• [GIVEN DATA]
impl QueueHead {
    pub fn new() -> Self {
        Self {
            head_link_ptr: FLP_T,
            element_link_ptr: FLP_T,
            sw_reserved: [0; 2],
        }
    }

    pub fn set_next_qh(&mut self, phys: u32) {
        self.head_link_ptr = (phys & !0xF) | FLP_Q;
    }

    pub fn terminate_horizontal(&mut self) {
        self.head_link_ptr = FLP_T;
    }

    pub fn set_first_td(&mut self, phys: u32) {
        self.element_link_ptr = phys & !0xF;
    }

    pub fn terminate_element(&mut self) {
        self.element_link_ptr = FLP_T;
    }
}

/// A control or bulk transfer's TD chain plus backing buffers, kept alive
/// until the last TD is no longer active so the frame list never points at
/// freed memory.
struct PendingTransfer {
    _tds: Vec<Box<TransferDescriptor>>,
    _setup_buf: Vec<u8>,
    _data_buf: Vec<u8>,
    last_td_ptr: *const TransferDescriptor,
}

unsafe impl Send for PendingTransfer {}

/// An interrupt endpoint's single TD, reposted into the frame list on a
/// fixed interval.
struct InterruptEndpoint {
    address: u8,
    endpoint: u8,
    td: Box<TransferDescriptor>,
    toggle: bool,
    low_speed: bool,
    pending: bool,
}

unsafe impl Send for InterruptEndpoint {}

// =============================================================================
// UHCI Controller
// =============================================================================

pub struct UhciController {
    pci_device: PciDevice,
    io_base: u16,
    frame_list: Box<[u32; 1024]>,
    frame_list_phys: u64,
    control_qh: Box<QueueHead>,
    control_qh_phys: u64,
    bulk_qh: Box<QueueHead>,
    bulk_qh_phys: u64,
    running: AtomicBool,
    pending: Vec<PendingTransfer>,
    interrupt_eps: Vec<InterruptEndpoint>,
    completed_interrupts: Vec<(u8, u8, usize)>,
}

fn virt_to_phys32(addr: u64) -> KResult<u32> {
    Ok(mm::virt_to_phys(x86_64::VirtAddr::new(addr)).ok_or(KError::NoMemory)?.as_u64() as u32)
}

impl UhciController {
    pub fn new(pci_device: PciDevice, io_base: u16) -> KResult<Self> {
        let frame_list = Box::new([FLP_T; 1024]);
        let frame_list_phys = virt_to_phys32(frame_list.as_ptr() as u64)? as u64;

        let control_qh = Box::new(QueueHead::new());
        let control_qh_phys = virt_to_phys32(control_qh.as_ref() as *const QueueHead as u64)? as u64;

        let mut bulk_qh = Box::new(QueueHead::new());
        let bulk_qh_phys = virt_to_phys32(bulk_qh.as_ref() as *const QueueHead as u64)? as u64;
        bulk_qh.terminate_horizontal();

        let mut controller = Self {
            pci_device,
            io_base,
            frame_list,
            frame_list_phys,
            control_qh,
            control_qh_phys,
            bulk_qh,
            bulk_qh_phys,
            running: AtomicBool::new(false),
            pending: Vec::new(),
            interrupt_eps: Vec::new(),
            completed_interrupts: Vec::new(),
        };

        controller.control_qh.set_next_qh(controller.bulk_qh_phys as u32);

        let qh_entry = (controller.control_qh_phys as u32 & !0xF) | FLP_Q;
        for i in 0..1024 {
            controller.frame_list[i] = qh_entry;
        }

        unsafe {
            controller.reset()?;
        }
        controller.write32(FRBASEADD, controller.frame_list_phys as u32);
        controller.write16(FRNUM, 0);

        unsafe {
            controller.start()?;
        }

        controller.running.store(true, Ordering::Release);
        crate::kprintln!("uhci: controller initialized");
        Ok(controller)
    }

    unsafe fn read16(&self, offset: u16) -> u16 {
        let mut port = Port::<u16>::new(self.io_base + offset);
        port.read()
    }

    unsafe fn write16_raw(&self, offset: u16, value: u16) {
        let mut port = Port::<u16>::new(self.io_base + offset);
        port.write(value);
    }

    fn write16(&self, offset: u16, value: u16) {
        unsafe { self.write16_raw(offset, value) }
    }

    unsafe fn read32(&self, offset: u16) -> u32 {
        let mut port = Port::<u32>::new(self.io_base + offset);
        port.read()
    }

    fn write32(&self, offset: u16, value: u32) {
        unsafe {
            let mut port = Port::<u32>::new(self.io_base + offset);
            port.write(value);
        }
    }

    unsafe fn reset(&mut self) -> KResult<()> {
        self.write16_raw(USBCMD, 0);
        for _ in 0..100 {
            if self.read16(USBSTS) & STS_HCHALTED != 0 {
                break;
            }
            core::hint::spin_loop();
        }

        self.write16_raw(USBCMD, CMD_GRESET);
        crate::drivers::hpet::sleep_ms(10);
        self.write16_raw(USBCMD, 0);
        crate::drivers::hpet::sleep_ms(1);

        self.write16_raw(USBCMD, CMD_HCRESET);
        for _ in 0..100 {
            if self.read16(USBCMD) & CMD_HCRESET == 0 {
                break;
            }
            core::hint::spin_loop();
        }

        self.write16_raw(USBSTS, 0xFFFF);
        Ok(())
    }

    unsafe fn start(&mut self) -> KResult<()> {
        self.write16_raw(USBINTR, INTR_IOCE | INTR_RIE | INTR_SPIE | INTR_TOCRCIE);
        self.write16_raw(USBCMD, CMD_RS | CMD_CF | CMD_MAXP);

        for _ in 0..100 {
            if self.read16(USBSTS) & STS_HCHALTED == 0 {
                return Ok(());
            }
            core::hint::spin_loop();
        }
        Err(KError::Timeout)
    }

    /// UHCI always exposes exactly two root hub ports.
    pub fn num_ports(&self) -> u8 {
        2
    }

    fn port_reg(port: u8) -> u16 {
        if port == 0 {
            PORTSC1
        } else {
            PORTSC2
        }
    }

    /// Check a root port for a fresh connect-status-change and, if
    /// connected, reset it and report its speed.
    pub fn poll_port(&mut self, port: u8) -> Option<UsbSpeed> {
        let reg = Self::port_reg(port);
        let status = unsafe { self.read16(reg) };
        if status & PORTSC_CSC == 0 {
            return None;
        }
        self.write16(reg, status | PORTSC_CSC);

        if status & PORTSC_CCS == 0 {
            return None;
        }

        let speed = if status & PORTSC_LSDA != 0 {
            UsbSpeed::Low
        } else {
            UsbSpeed::Full
        };

        if self.reset_port(port).is_err() {
            return None;
        }

        Some(speed)
    }

    fn reset_port(&mut self, port: u8) -> KResult<()> {
        let reg = Self::port_reg(port);
        self.write16(reg, PORTSC_PR);
        crate::drivers::hpet::sleep_ms(50);

        let status = unsafe { self.read16(reg) };
        self.write16(reg, status & !PORTSC_PR);
        crate::drivers::hpet::sleep_ms(10);

        let status = unsafe { self.read16(reg) };
        self.write16(reg, status | PORTSC_PE);

        let status = unsafe { self.read16(reg) };
        self.write16(reg, status | PORTSC_CSC | PORTSC_PEC);

        Ok(())
    }

    pub fn check_host_system_error(&mut self) -> bool {
        let status = unsafe { self.read16(USBSTS) };
        if status & STS_HSE == 0 && status & STS_HCPE == 0 {
            return false;
        }
        crate::kprintln!("uhci: host system/process error, reinitializing controller");
        self.write16(USBSTS, STS_HSE | STS_HCPE);
        self.pending.clear();
        self.interrupt_eps.clear();
        self.completed_interrupts.clear();
        unsafe {
            if let Err(e) = self.reset() {
                crate::kprintln!("uhci: recovery reset failed: {:?}", e);
                return true;
            }
        }
        self.write32(FRBASEADD, self.frame_list_phys as u32);
        self.write16(FRNUM, 0);
        unsafe {
            if let Err(e) = self.start() {
                crate::kprintln!("uhci: recovery start failed: {:?}", e);
            }
        }
        true
    }

    fn reap_pending(&mut self) {
        self.pending.retain(|p| unsafe { (*p.last_td_ptr).is_active() });
    }

    fn do_control_transfer(
        &mut self,
        address: u8,
        endpoint: u8,
        setup: &SetupPacket,
        mut data: Option<&mut [u8]>,
        direction_in: bool,
        low_speed: bool,
    ) -> KResult<usize> {
        self.reap_pending();

        let setup_buf = alloc::vec![0u8; 8];
        let mut setup_buf = setup_buf;
        unsafe {
            core::ptr::copy_nonoverlapping(
                setup as *const SetupPacket as *const u8,
                setup_buf.as_mut_ptr(),
                8,
            );
        }
        let setup_phys = virt_to_phys32(setup_buf.as_ptr() as u64)?;

        let data_len = data.as_ref().map(|d| d.len()).unwrap_or(0);
        let mut data_buf: Vec<u8> = Vec::new();
        if data_len > 0 {
            data_buf = alloc::vec![0u8; data_len];
            if !direction_in {
                data_buf.copy_from_slice(data.as_deref().unwrap());
            }
        }
        let data_phys = if data_len > 0 { virt_to_phys32(data_buf.as_ptr() as u64)? } else { 0 };

        let mut tds: Vec<Box<TransferDescriptor>> = Vec::new();

        let mut setup_td = Box::new(TransferDescriptor::new());
        setup_td.setup_setup(address, endpoint, setup_phys, 8, low_speed);

        let mut data_td = if data_len > 0 {
            let mut td = Box::new(TransferDescriptor::new());
            if direction_in {
                td.setup_in(address, endpoint, data_phys, data_len as u16, true, low_speed);
            } else {
                td.setup_out(address, endpoint, data_phys, data_len as u16, true, low_speed);
            }
            Some(td)
        } else {
            None
        };

        let mut status_td = Box::new(TransferDescriptor::new());
        let status_is_in = !direction_in || data_len == 0;
        if status_is_in {
            status_td.setup_in(address, endpoint, 0, 0, true, low_speed);
        } else {
            status_td.setup_out(address, endpoint, 0, 0, true, low_speed);
        }

        let status_phys = virt_to_phys32(status_td.as_ref() as *const TransferDescriptor as u64)?;
        if let Some(ref mut dtd) = data_td {
            dtd.link_ptr = status_phys;
        } else {
            setup_td.link_ptr = status_phys;
        }
        if let Some(ref dtd) = data_td {
            let data_phys_td = virt_to_phys32(dtd.as_ref() as *const TransferDescriptor as u64)?;
            setup_td.link_ptr = data_phys_td;
        }

        let status_ptr = status_td.as_ref() as *const TransferDescriptor;

        self.control_qh.set_first_td(virt_to_phys32(setup_td.as_ref() as *const TransferDescriptor as u64)?);

        tds.push(setup_td);
        if let Some(dtd) = data_td {
            tds.push(dtd);
        }
        tds.push(status_td);

        for _ in 0..2000 {
            if unsafe { !(*status_ptr).is_active() } {
                break;
            }
            crate::drivers::hpet::sleep_ms(1);
        }

        self.control_qh.terminate_element();

        let had_error = tds.iter().any(|t| !t.is_active() && !t.is_success());
        // The data TD, when present, is always tds[1] (setup, data, status).
        let transferred = if data_len > 0 { tds[1].actual_length() as usize } else { 0 };

        if direction_in && data_len > 0 {
            if let Some(ref mut out) = data {
                let n = transferred.min(out.len());
                out[..n].copy_from_slice(&data_buf[..n]);
            }
        }

        self.pending.push(PendingTransfer {
            _tds: tds,
            _setup_buf: setup_buf,
            _data_buf: data_buf,
            last_td_ptr: status_ptr,
        });

        if had_error {
            return Err(KError::IO);
        }
        Ok(transferred)
    }

    fn do_bulk_transfer(&mut self, address: u8, endpoint: u8, mut buf: Vec<u8>, direction_in: bool, low_speed: bool) -> KResult<(usize, Vec<u8>)> {
        self.reap_pending();
        let phys = virt_to_phys32(buf.as_mut_ptr() as u64)?;
        let mut td = Box::new(TransferDescriptor::new());
        if direction_in {
            td.setup_in(address, endpoint, phys, buf.len() as u16, true, low_speed);
        } else {
            td.setup_out(address, endpoint, phys, buf.len() as u16, true, low_speed);
        }

        let td_phys = virt_to_phys32(td.as_ref() as *const TransferDescriptor as u64)?;
        self.bulk_qh.set_first_td(td_phys);

        let td_ptr = td.as_ref() as *const TransferDescriptor;
        for _ in 0..2000 {
            if unsafe { !(*td_ptr).is_active() } {
                break;
            }
            crate::drivers::hpet::sleep_ms(1);
        }
        self.bulk_qh.terminate_element();

        let had_error = unsafe { !(*td_ptr).is_success() && !(*td_ptr).is_active() };
        let transferred = unsafe { (*td_ptr).actual_length() as usize };

        self.pending.push(PendingTransfer {
            _tds: alloc::vec![td],
            _setup_buf: Vec::new(),
            _data_buf: Vec::new(),
            last_td_ptr: td_ptr,
        });

        if had_error {
            return Err(KError::IO);
        }
        Ok((transferred, buf))
    }
}
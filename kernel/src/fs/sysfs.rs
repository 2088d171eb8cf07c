//! sysfs - Virtual filesystem para informações de sistema e hardware.
//!
//! Expõe informações do kernel e dispositivos em /sys.

#![allow(dead_code)]

use alloc::format;
use alloc::string::ToString;
use alloc::sync::{Arc, Weak};
use alloc::vec;
use alloc::vec::Vec;

use spin::RwLock;

use crate::security::{Gid, Uid};
use crate::util::{KError, KResult};

use super::vfs::{DirEntry, Inode, InodeKind, InodeOps, Metadata, Mode};

/// Tipo de entrada no sysfs.
#[derive(Clone)]
enum SysContent {
    /// Diretório raiz /sys
    Root,
    /// Diretório /sys/kernel
    Kernel,
    /// Diretório /sys/devices
    Devices,
    /// Diretório /sys/class
    Class,
    /// Diretório /sys/class/block
    ClassBlock,
    /// Diretório /sys/class/tty
    ClassTty,
    /// Diretório /sys/class/graphics
    ClassGraphics,
    /// Diretório /sys/class/graphics/fb0
    ClassGraphicsFb0,
    /// Arquivo /sys/class/graphics/fb0/name
    Fb0Name,
    /// Arquivo /sys/class/graphics/fb0/bits_per_pixel
    Fb0BitsPerPixel,
    /// Arquivo /sys/class/graphics/fb0/mode
    Fb0Mode,
    /// Arquivo /sys/class/graphics/fb0/modes
    Fb0Modes,
    /// Arquivo /sys/class/graphics/fb0/virtual_size
    Fb0VirtualSize,
    /// Arquivo /sys/class/graphics/fb0/pan
    Fb0Pan,
    /// Arquivo /sys/class/graphics/fb0/stride
    Fb0Stride,
    /// Arquivo /sys/kernel/hostname
    Hostname,
    /// Arquivo /sys/kernel/osrelease
    OsRelease,
    /// Arquivo /sys/kernel/version
    Version,
    /// Arquivo /sys/kernel/ostype
    OsType,
    /// Diretório /sys/devices/system
    DevicesSystem,
    /// Diretório /sys/devices/system/cpu
    DevicesSystemCpu,
    /// Arquivo /sys/devices/system/cpu/online
    CpuOnline,
    /// Arquivo /sys/devices/system/cpu/possible
    CpuPossible,
    /// Diretório /sys/devices/virtual
    DevicesVirtual,
    /// Diretório /sys/devices/pci0000:00
    DevicesPci,
}

/// Inode do sysfs.
pub struct SysfsInode {
    content: SysContent,
    parent: RwLock<Option<Weak<SysfsInode>>>,
    self_weak: Weak<SysfsInode>,
}

impl SysfsInode {
    fn metadata_for_content(content: &SysContent) -> Metadata {
        match content {
            // Diretórios
            SysContent::Root
            | SysContent::Kernel
            | SysContent::Devices
            | SysContent::Class
            | SysContent::ClassBlock
            | SysContent::ClassTty
            | SysContent::ClassGraphics
            | SysContent::ClassGraphicsFb0
            | SysContent::DevicesSystem
            | SysContent::DevicesSystemCpu
            | SysContent::DevicesVirtual
            | SysContent::DevicesPci => Metadata::simple(
                Uid(0),
                Gid(0),
                Mode::from_octal(0o755),
                InodeKind::Dir,
            ),
            // Arquivos
            _ => Metadata::simple(
                Uid(0),
                Gid(0),
                Mode::from_octal(0o444),
                InodeKind::File,
            ),
        }
    }

    /// Gera o conteúdo do arquivo dinamicamente.
    fn generate_content(&self) -> Vec<u8> {
        match &self.content {
            SysContent::Hostname => b"stenzel\n".to_vec(),
            SysContent::OsRelease => format!("{}\n", env!("CARGO_PKG_VERSION")).into_bytes(),
            SysContent::Version => format!(
                "#1 SMP Stenzel OS {} (Rust)\n",
                env!("CARGO_PKG_VERSION")
            ).into_bytes(),
            SysContent::OsType => b"StenzelOS\n".to_vec(),
            SysContent::CpuOnline => b"0\n".to_vec(), // CPU 0 online
            SysContent::CpuPossible => b"0\n".to_vec(), // Apenas CPU 0 por enquanto
            // Framebuffer entries
            SysContent::Fb0Name => b"StenzelOS FB\n".to_vec(),
            SysContent::Fb0BitsPerPixel => {
                crate::drivers::framebuffer::bits_per_pixel_string()
                    .map(|s| format!("{}\n", s).into_bytes())
                    .unwrap_or_else(|| b"0\n".to_vec())
            }
            SysContent::Fb0Mode => {
                crate::drivers::framebuffer::mode_string()
                    .map(|s| format!("{}\n", s).into_bytes())
                    .unwrap_or_else(|| b"none\n".to_vec())
            }
            SysContent::Fb0Modes => {
                // List of available modes (only the current mode is available)
                crate::drivers::framebuffer::mode_string()
                    .map(|s| format!("{}\n", s).into_bytes())
                    .unwrap_or_else(|| Vec::new())
            }
            SysContent::Fb0VirtualSize => {
                crate::drivers::framebuffer::virtual_size_string()
                    .map(|s| format!("{}\n", s).into_bytes())
                    .unwrap_or_else(|| b"0,0\n".to_vec())
            }
            SysContent::Fb0Pan => {
                crate::drivers::framebuffer::pan_string()
                    .map(|s| format!("{}\n", s).into_bytes())
                    .unwrap_or_else(|| b"0,0\n".to_vec())
            }
            SysContent::Fb0Stride => {
                crate::drivers::framebuffer::stride_string()
                    .map(|s| format!("{}\n", s).into_bytes())
                    .unwrap_or_else(|| b"0\n".to_vec())
            }
            _ => Vec::new(),
        }
    }

    /// Lista entradas de diretório.
    fn list_entries(&self) -> Vec<DirEntry> {
        match &self.content {
            SysContent::Root => vec![
                DirEntry { name: "kernel".to_string(), kind: InodeKind::Dir },
                DirEntry { name: "devices".to_string(), kind: InodeKind::Dir },
                DirEntry { name: "class".to_string(), kind: InodeKind::Dir },
            ],
            SysContent::Kernel => vec![
                DirEntry { name: "hostname".to_string(), kind: InodeKind::File },
                DirEntry { name: "osrelease".to_string(), kind: InodeKind::File },
                DirEntry { name: "version".to_string(), kind: InodeKind::File },
                DirEntry { name: "ostype".to_string(), kind: InodeKind::File },
            ],
            SysContent::Devices => vec![
                DirEntry { name: "system".to_string(), kind: InodeKind::Dir },
                DirEntry { name: "virtual".to_string(), kind: InodeKind::Dir },
                DirEntry { name: "pci0000:00".to_string(), kind: InodeKind::Dir },
            ],
            SysContent::DevicesSystem => vec![
                DirEntry { name: "cpu".to_string(), kind: InodeKind::Dir },
            ],
            SysContent::DevicesSystemCpu => vec![
                DirEntry { name: "online".to_string(), kind: InodeKind::File },
                DirEntry { name: "possible".to_string(), kind: InodeKind::File },
            ],
            SysContent::Class => {
                let mut entries = vec![
                    DirEntry { name: "block".to_string(), kind: InodeKind::Dir },
                    DirEntry { name: "tty".to_string(), kind: InodeKind::Dir },
                ];
                // Only show graphics if framebuffer is available
                if crate::drivers::framebuffer::is_available() {
                    entries.push(DirEntry { name: "graphics".to_string(), kind: InodeKind::Dir });
                }
                entries
            }
            SysContent::ClassGraphics => {
                // Show fb0 if framebuffer is available
                if crate::drivers::framebuffer::is_available() {
                    vec![DirEntry { name: "fb0".to_string(), kind: InodeKind::Dir }]
                } else {
                    Vec::new()
                }
            }
            SysContent::ClassGraphicsFb0 => {
                vec![
                    DirEntry { name: "name".to_string(), kind: InodeKind::File },
                    DirEntry { name: "bits_per_pixel".to_string(), kind: InodeKind::File },
                    DirEntry { name: "mode".to_string(), kind: InodeKind::File },
                    DirEntry { name: "modes".to_string(), kind: InodeKind::File },
                    DirEntry { name: "virtual_size".to_string(), kind: InodeKind::File },
                    DirEntry { name: "pan".to_string(), kind: InodeKind::File },
                    DirEntry { name: "stride".to_string(), kind: InodeKind::File },
                ]
            }
            SysContent::ClassBlock | SysContent::ClassTty => {
                // Por enquanto, vazio - será populado quando tivermos mais dispositivos
                Vec::new()
            }
            SysContent::DevicesVirtual | SysContent::DevicesPci => {
                // Será populado dinamicamente no futuro
                Vec::new()
            }
            _ => Vec::new(),
        }
    }

    /// Faz lookup de uma entrada no diretório.
    fn lookup_entry(&self, name: &str) -> KResult<SysContent> {
        match &self.content {
            SysContent::Root => match name {
                "kernel" => Ok(SysContent::Kernel),
                "devices" => Ok(SysContent::Devices),
                "class" => Ok(SysContent::Class),
                _ => Err(KError::NotFound),
            },
            SysContent::Kernel => match name {
                "hostname" => Ok(SysContent::Hostname),
                "osrelease" => Ok(SysContent::OsRelease),
                "version" => Ok(SysContent::Version),
                "ostype" => Ok(SysContent::OsType),
                _ => Err(KError::NotFound),
            },
            SysContent::Devices => match name {
                "system" => Ok(SysContent::DevicesSystem),
                "virtual" => Ok(SysContent::DevicesVirtual),
                "pci0000:00" => Ok(SysContent::DevicesPci),
                _ => Err(KError::NotFound),
            },
            SysContent::DevicesSystem => match name {
                "cpu" => Ok(SysContent::DevicesSystemCpu),
                _ => Err(KError::NotFound),
            },
            SysContent::DevicesSystemCpu => match name {
                "online" => Ok(SysContent::CpuOnline),
                "possible" => Ok(SysContent::CpuPossible),
                _ => Err(KError::NotFound),
            },
            SysContent::Class => match name {
                "block" => Ok(SysContent::ClassBlock),
                "tty" => Ok(SysContent::ClassTty),
                "graphics" => {
                    if crate::drivers::framebuffer::is_available() {
                        Ok(SysContent::ClassGraphics)
                    } else {
                        Err(KError::NotFound)
                    }
                }
                _ => Err(KError::NotFound),
            },
            SysContent::ClassGraphics => match name {
                "fb0" => {
                    if crate::drivers::framebuffer::is_available() {
                        Ok(SysContent::ClassGraphicsFb0)
                    } else {
                        Err(KError::NotFound)
                    }
                }
                _ => Err(KError::NotFound),
            },
            SysContent::ClassGraphicsFb0 => match name {
                "name" => Ok(SysContent::Fb0Name),
                "bits_per_pixel" => Ok(SysContent::Fb0BitsPerPixel),
                "mode" => Ok(SysContent::Fb0Mode),
                "modes" => Ok(SysContent::Fb0Modes),
                "virtual_size" => Ok(SysContent::Fb0VirtualSize),
                "pan" => Ok(SysContent::Fb0Pan),
                "stride" => Ok(SysContent::Fb0Stride),
                _ => Err(KError::NotFound),
            },
            _ => Err(KError::Invalid),
        }
    }
}

impl InodeOps for SysfsInode {
    fn metadata(&self) -> Metadata {
        Self::metadata_for_content(&self.content)
    }

    fn set_metadata(&self, _meta: Metadata) {
        // sysfs é read-only (exceto alguns arquivos especiais no futuro)
    }

    fn parent(&self) -> Option<Inode> {
        let p = self.parent.read();
        p.as_ref()
            .and_then(|w| w.upgrade())
            .map(|arc| Inode(arc))
    }

    fn lookup(&self, name: &str) -> KResult<Inode> {
        let content = self.lookup_entry(name)?;
        let parent_weak = self.self_weak.clone();

        let inode: Arc<SysfsInode> = Arc::new_cyclic(|weak| SysfsInode {
            content,
            parent: RwLock::new(Some(parent_weak)),
            self_weak: weak.clone(),
        });

        Ok(Inode(inode))
    }

    fn create(&self, _name: &str, _kind: InodeKind, _meta: Metadata) -> KResult<Inode> {
        // sysfs é read-only
        Err(KError::NotSupported)
    }

    fn readdir(&self) -> KResult<Vec<DirEntry>> {
        Ok(self.list_entries())
    }

    fn read_at(&self, offset: usize, out: &mut [u8]) -> KResult<usize> {
        let data = self.generate_content();
        if offset >= data.len() {
            return Ok(0);
        }
        let n = core::cmp::min(out.len(), data.len() - offset);
        out[..n].copy_from_slice(&data[offset..offset + n]);
        Ok(n)
    }

    fn write_at(&self, _offset: usize, _data: &[u8]) -> KResult<usize> {
        // sysfs é read-only (por enquanto)
        Err(KError::NotSupported)
    }

    fn truncate(&self, _size: usize) -> KResult<()> {
        Err(KError::NotSupported)
    }

    fn size(&self) -> KResult<usize> {
        Ok(self.generate_content().len())
    }
}

/// Cria o inode raiz do sysfs (/sys).
pub fn new_root() -> Inode {
    let inode: Arc<SysfsInode> = Arc::new_cyclic(|weak| SysfsInode {
        content: SysContent::Root,
        parent: RwLock::new(None),
        self_weak: weak.clone(),
    });
    Inode(inode)
}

• [PROMPT] The expected output is the exact run of lines from the start of the entries through the line with "buffers, kept alive", inclusive.

• [TASK ANSWER]
impl QueueHead {
    pub fn new() -> Self {
        Self {
            head_link_ptr: FLP_T,
            element_link_ptr: FLP_T,
            sw_reserved: [0; 2],
        }
    }

    pub fn set_next_qh(&mut self, phys: u32) {
        self.head_link_ptr = (phys & !0xF) | FLP_Q;
    }

    pub fn terminate_horizontal(&mut self) {
        self.head_link_ptr = FLP_T;
    }

    pub fn set_first_td(&mut self, phys: u32) {
        self.element_link_ptr = phys & !0xF;
    }

    pub fn terminate_element(&mut self) {
        self.element_link_ptr = FLP_T;
    }
}

/// A control or bulk transfer's TD chain plus backing buffers, kept alive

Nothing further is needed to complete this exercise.